2.5.3. RT qPCR for BQCV Detection and Quantification
The reverse transcription of obtained RNA was carried out using RevertAid First Strand cDNA Synthesis Kit (Thermo Scientific) according to manufacturer’s protocol.
Resulting cDNA was quantified using a quantitative real-time PCR. The template BQCV fragments for creating standard curves were obtained from SLU University Uppsala. Standard curve was prepared by using serial dilutions of target cDNA fragments, ranging from 102 to1012 as quantification standards in every run.

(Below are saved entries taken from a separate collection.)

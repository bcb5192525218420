/*
 * SPDX-FileCopyrightText: 2025 Sebastiano Vigna
 *
 * SPDX-License-Identifier: Apache-2.0 OR LGPL-2.1-or-later
 */

//! The bulk operators: edge map and vertex map.
//!
//! Frontier-based algorithms are loops that build a new active set from the
//! previous one by applying [`edge_map`] (over the arcs leaving, or
//! entering, the active set) and [`vertex_map`] (over its members) with
//! user-supplied callbacks. See the [crate-level documentation](crate) for
//! a worked example.

mod edge_map;
mod vertex_map;

pub use edge_map::{edge_map, edge_map_no_output, edge_map_with};
pub use vertex_map::{vertex_for_each, vertex_map};

/// A user-supplied edge operator for [`edge_map`].
///
/// The engine applies the operator to every arc `(s, d)` leaving the input
/// frontier whose destination satisfies [`cond`](EdgeOp::cond), choosing
/// between the two update capabilities according to the traversal plan:
///
/// * [`update`](EdgeOp::update) is invoked when the engine guarantees that
///   no other thread touches `d` concurrently (pull traversal: one thread
///   owns each destination);
/// * [`update_atomic`](EdgeOp::update_atomic) is invoked when concurrent
///   writers to `d` are possible (push traversal) and must update any
///   shared state through atomic operations.
///
/// Both return whether `d` should join the output frontier. The engine does
/// not deduplicate the output: an operator must return true at most once
/// per destination, which is naturally obtained by returning true only on
/// the state transition that "claims" `d` — a successful compare-and-swap
/// from the unvisited state, or a fetch-add whose previous value was zero.
pub trait EdgeOp: Sync {
    /// Returns whether destination `d` is still interesting.
    ///
    /// Used to prune work in both traversal directions; may be evaluated
    /// more than once per candidate destination and must therefore be free
    /// of side effects. The default never prunes.
    fn cond(&self, d: usize) -> bool {
        let _ = d;
        true
    }

    /// Applies the operator to arc `(s, d)` assuming exclusive access to
    /// the state of `d`. Returns whether `d` joins the output frontier.
    fn update(&self, s: usize, d: usize) -> bool;

    /// Applies the operator to arc `(s, d)` under possible concurrent
    /// updates of `d`. Returns whether `d` joins the output frontier.
    fn update_atomic(&self, s: usize, d: usize) -> bool;
}

/// The traversal plan of an [`edge_map`] call.
#[derive(Debug, Clone, Copy, PartialEq, Eq, Default)]
pub enum Direction {
    /// Choose per call: push, unless the frontier size plus its total
    /// outdegree exceeds the [threshold](EdgeMapOptions::threshold).
    #[default]
    Auto,
    /// Iterate over the arcs leaving the frontier, updating destinations
    /// atomically.
    Push,
    /// Iterate over all destinations, scanning their predecessors for
    /// frontier members; one thread owns each destination.
    Pull,
}

/// Whether an [`edge_map`] call materializes its output frontier.
#[derive(Debug, Clone, Copy, PartialEq, Eq, Default)]
pub enum OutputMode {
    /// Materialize and return the new frontier.
    #[default]
    WithOutput,
    /// Run for side effects only and return an empty subset. In this mode
    /// every qualifying arc is visited regardless of the values returned by
    /// the update callbacks, so operators that accumulate over all arcs
    /// (e.g., PageRank) see every contribution.
    NoOutput,
}

/// Options for [`edge_map_with`].
#[derive(Debug, Clone, Copy, Default)]
pub struct EdgeMapOptions {
    /// The traversal plan.
    pub direction: Direction,
    /// Whether the output frontier is materialized.
    pub output: OutputMode,
    /// The work threshold of the [`Auto`](Direction::Auto) plan; `None`
    /// means one twentieth of the number of arcs.
    pub threshold: Option<u64>,
}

The quantitative real-time PCR reactions (all in duplicates) were performed in 20 µL volumes using 10 µL of iQTM SYBR® Green Super mix (Bio-Rad Laboratories, Warsaw, Poland), 0.4 µM of each primer (BQCV-qF7893, BQCV-qBB8150), 2 µL of template cDNA and the final reaction volume adjusted to 20 µL with nuclease-free water. A reaction containing water instead of the DNA template was set up as a negative control. In a positive control reaction, a cDNA previously tested positive for BQCV was used. The amplification and data collection were performed using MX 3005P thermal cycler (Stratagene) under the following conditions: initial activation step in 95 °C for 5 min, and PCR cycling consisting of 40 cycles of 94 °C for 30 s, 63 °C for 30 s, 72 °C for 30 s, including data collection. The amplified product was confirmed using melting curve analysis. To create the melting curve the reaction was incubated by raising the incubation temperature from 55 to 95 °C in 0.5 °C increments with a hold of 1 s at each increment. The specificity of amplicons was determined based on the melting temperature of amplified products. Reported results are an average of the duplicate reactions (standards, unknowns, controls).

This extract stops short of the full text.